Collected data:
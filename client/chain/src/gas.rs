// SPDX-License-Identifier: GPL-3.0-or-later WITH Classpath-exception-2.0
// This file is part of FilBeam.
//
// Copyright (c) 2025 FilBeam contributors.
//
// This program is free software: you can redistribute it and/or modify
// it under the terms of the GNU General Public License as published by
// the Free Software Foundation, either version 3 of the License, or
// (at your option) any later version.
//
// This program is distributed in the hope that it will be useful,
// but WITHOUT ANY WARRANTY; without even the implied warranty of
// MERCHANTABILITY or FITNESS FOR A PARTICULAR PURPOSE. See the
// GNU General Public License for more details.
//
// You should have received a copy of the GNU General Public License
// along with this program. If not, see <https://www.gnu.org/licenses/>.

//! Fee bumping for replacement transactions.
//!
//! A replacement must beat the mempool's price floor, so the priority fee
//! grows by a factor of 1.252 (strictly more than the conventional 25%
//! replacement threshold) plus one attounit to break ties.

use ethereum_types::U256;

/// Hard ceiling on any replacement gas limit.
const MAX_GAS_LIMIT: u64 = 10_000_000_000;

fn div_ceil(a: U256, b: U256) -> U256 {
	(a + b - U256::one()) / b
}

/// `ceil(orig_tip * 1.252) + 1`.
pub fn bump_priority_fee(orig_tip: U256) -> U256 {
	div_ceil(orig_tip * U256::from(1252u64), U256::from(1000u64)) + U256::one()
}

/// `min(ceil(max(orig_gas, fresh_estimate) * 1.1), 1e10)`.
pub fn bump_gas_limit(orig_gas: U256, fresh_estimate: U256) -> U256 {
	let base = orig_gas.max(fresh_estimate);
	let bumped = div_ceil(base * U256::from(11u64), U256::from(10u64));
	bumped.min(U256::from(MAX_GAS_LIMIT))
}

/// The fee cap must cover the new tip and whatever the chain currently
/// charges.
pub fn bump_fee_cap(new_tip: U256, recent_fee_cap: U256) -> U256 {
	new_tip.max(recent_fee_cap)
}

WHAT NEEDS TO BE DONE: Work out how many lines of the entries contain the word "chain", and answer with that number alone.

SOLUTION BELOW: 2